**What you need to do:** Repeat every line below exactly, word for word.

**Data provided:**
=== Begin Enclosure ===
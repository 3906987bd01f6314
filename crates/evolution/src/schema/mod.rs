//! Schema sync for tables this application owns.
//!
//! `sync_tables` creates missing tables and, when the configuration asks for
//! a reset, drops them first. It never alters existing columns.

use sqlx::mysql::MySqlPool;
use tracing::{info, warn};

use crate::db::identifier::quote_mysql;
use crate::error::{EvolutionError, Result};
use crate::models::system::User;
use crate::models::Model;

/// A table whose DDL is owned by this application.
pub trait ManagedTable: Send + Sync {
    /// Table name.
    fn name(&self) -> &'static str;

    /// Column and key definitions, without the surrounding `CREATE TABLE`.
    fn definition(&self) -> &'static str;
}

/// The system `user` table.
pub struct UserTable;

impl ManagedTable for UserTable {
    fn name(&self) -> &'static str {
        User::TABLE
    }

    fn definition(&self) -> &'static str {
        "`id` INT(11) NOT NULL AUTO_INCREMENT,
         `name` VARCHAR(255) NOT NULL DEFAULT '' COMMENT 'display name',
         `email` VARCHAR(255) NOT NULL DEFAULT '' COMMENT 'login email',
         `password` VARCHAR(255) NOT NULL DEFAULT '' COMMENT 'password hash',
         `status` INT(11) NOT NULL DEFAULT 1 COMMENT '1 active, 2 disabled',
         `created_at` TIMESTAMP NULL DEFAULT CURRENT_TIMESTAMP,
         `updated_at` TIMESTAMP NULL DEFAULT CURRENT_TIMESTAMP ON UPDATE CURRENT_TIMESTAMP,
         PRIMARY KEY (`id`),
         UNIQUE KEY `uk_user_email` (`email`)"
    }
}

/// Tables synced by the `init` entry point.
pub fn system_tables() -> Vec<Box<dyn ManagedTable>> {
    vec![Box::new(UserTable)]
}

/// `DROP TABLE IF EXISTS` statement for a table.
pub fn drop_table_sql(table: &dyn ManagedTable) -> Result<String> {
    Ok(format!("DROP TABLE IF EXISTS {}", quote_mysql(table.name())?))
}

/// `CREATE TABLE IF NOT EXISTS` statement for a table.
pub fn create_table_sql(table: &dyn ManagedTable, charset: &str) -> Result<String> {
    if !charset.chars().all(|c| c.is_ascii_alphanumeric() || c == '_') {
        return Err(EvolutionError::Config(format!(
            "invalid charset: {:?}",
            charset
        )));
    }
    Ok(format!(
        "CREATE TABLE IF NOT EXISTS {} (\n{}\n) ENGINE=InnoDB DEFAULT CHARSET={}",
        quote_mysql(table.name())?,
        table.definition(),
        charset
    ))
}

/// Create managed tables, dropping them first when `reset` is set.
pub async fn sync_tables(
    pool: &MySqlPool,
    tables: &[Box<dyn ManagedTable>],
    charset: &str,
    reset: bool,
) -> Result<()> {
    for table in tables {
        if reset {
            warn!("Resetting table {}", table.name());
            sqlx::query(&drop_table_sql(table.as_ref())?)
                .execute(pool)
                .await
                .map_err(|e| EvolutionError::pool(e, format!("dropping {}", table.name())))?;
        }

        sqlx::query(&create_table_sql(table.as_ref(), charset)?)
            .execute(pool)
            .await
            .map_err(|e| EvolutionError::pool(e, format!("creating {}", table.name())))?;
        info!("Table {} is in sync", table.name());
    }
    Ok(())
}

#[cfg(test)]
mod tests {
    use super::*;

    #[test]
    fn test_create_table_sql() {
        let sql = create_table_sql(&UserTable, "utf8mb4").unwrap();
        assert!(sql.starts_with("CREATE TABLE IF NOT EXISTS `user` ("));
        assert!(sql.ends_with("ENGINE=InnoDB DEFAULT CHARSET=utf8mb4"));
        assert!(sql.contains("PRIMARY KEY (`id`)"));
    }

    #[test]
    fn test_create_table_rejects_bad_charset() {
        assert!(create_table_sql(&UserTable, "utf8; DROP TABLE user").is_err());
    }

    #[test]
    fn test_drop_table_sql() {
        assert_eq!(
            drop_table_sql(&UserTable).unwrap(),
            "DROP TABLE IF EXISTS `user`"
        );
    }

    #[test]
    fn test_system_tables_contains_user() {
        let names: Vec<_> = system_tables().iter().map(|t| t.name()).collect();
        assert_eq!(names, vec!["user"]);
    }
}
=== End Enclosure ===
**Written solution:**
repository 3906987bd01f6314
filename crates/evolution/src/schema/mod.rs
//! Schema sync for tables this application owns.
//!
//! `sync_tables` creates missing tables and, when the configuration asks for
//! a reset, drops them first. It never alters existing columns.

use sqlx::mysql::MySqlPool;
use tracing::{info, warn};

use crate::db::identifier::quote_mysql;
use crate::error::{EvolutionError, Result};
use crate::models::system::User;
use crate::models::Model;

/// A table whose DDL is owned by this application.
pub trait ManagedTable: Send + Sync {
    /// Table name.
    fn name(&self) -> &'static str;

    /// Column and key definitions, without the surrounding `CREATE TABLE`.
    fn definition(&self) -> &'static str;
}

/// The system `user` table.
pub struct UserTable;

impl ManagedTable for UserTable {
    fn name(&self) -> &'static str {
        User::TABLE
    }

    fn definition(&self) -> &'static str {
        "`id` INT(11) NOT NULL AUTO_INCREMENT,
         `name` VARCHAR(255) NOT NULL DEFAULT '' COMMENT 'display name',
         `email` VARCHAR(255) NOT NULL DEFAULT '' COMMENT 'login email',
         `password` VARCHAR(255) NOT NULL DEFAULT '' COMMENT 'password hash',
         `status` INT(11) NOT NULL DEFAULT 1 COMMENT '1 active, 2 disabled',
         `created_at` TIMESTAMP NULL DEFAULT CURRENT_TIMESTAMP,
         `updated_at` TIMESTAMP NULL DEFAULT CURRENT_TIMESTAMP ON UPDATE CURRENT_TIMESTAMP,
         PRIMARY KEY (`id`),
         UNIQUE KEY `uk_user_email` (`email`)"
    }
}

/// Tables synced by the `init` entry point.
pub fn system_tables() -> Vec<Box<dyn ManagedTable>> {
    vec![Box::new(UserTable)]
}

/// `DROP TABLE IF EXISTS` statement for a table.
pub fn drop_table_sql(table: &dyn ManagedTable) -> Result<String> {
    Ok(format!("DROP TABLE IF EXISTS {}", quote_mysql(table.name())?))
}

/// `CREATE TABLE IF NOT EXISTS` statement for a table.
pub fn create_table_sql(table: &dyn ManagedTable, charset: &str) -> Result<String> {
    if !charset.chars().all(|c| c.is_ascii_alphanumeric() || c == '_') {
        return Err(EvolutionError::Config(format!(
            "invalid charset: {:?}",
            charset
        )));
    }
    Ok(format!(
        "CREATE TABLE IF NOT EXISTS {} (\n{}\n) ENGINE=InnoDB DEFAULT CHARSET={}",
        quote_mysql(table.name())?,
        table.definition(),
        charset
    ))
}

/// Create managed tables, dropping them first when `reset` is set.
pub async fn sync_tables(
    pool: &MySqlPool,
    tables: &[Box<dyn ManagedTable>],
    charset: &str,
    reset: bool,
) -> Result<()> {
    for table in tables {
        if reset {
            warn!("Resetting table {}", table.name());
            sqlx::query(&drop_table_sql(table.as_ref())?)
                .execute(pool)
                .await
                .map_err(|e| EvolutionError::pool(e, format!("dropping {}", table.name())))?;
        }

        sqlx::query(&create_table_sql(table.as_ref(), charset)?)
            .execute(pool)
            .await
            .map_err(|e| EvolutionError::pool(e, format!("creating {}", table.name())))?;
        info!("Table {} is in sync", table.name());
    }
    Ok(())
}

#[cfg(test)]
mod tests {
    use super::*;

    #[test]
    fn test_create_table_sql() {
        let sql = create_table_sql(&UserTable, "utf8mb4").unwrap();
        assert!(sql.starts_with("CREATE TABLE IF NOT EXISTS `user` ("));
        assert!(sql.ends_with("ENGINE=InnoDB DEFAULT CHARSET=utf8mb4"));
        assert!(sql.contains("PRIMARY KEY (`id`)"));
    }

    #[test]
    fn test_create_table_rejects_bad_charset() {
        assert!(create_table_sql(&UserTable, "utf8; DROP TABLE user").is_err());
    }

    #[test]
    fn test_drop_table_sql() {
        assert_eq!(
            drop_table_sql(&UserTable).unwrap(),
            "DROP TABLE IF EXISTS `user`"
        );
    }

    #[test]
    fn test_system_tables_contains_user() {
        let names: Vec<_> = system_tables().iter().map(|t| t.name()).collect();
        assert_eq!(names, vec!["user"]);
    }
}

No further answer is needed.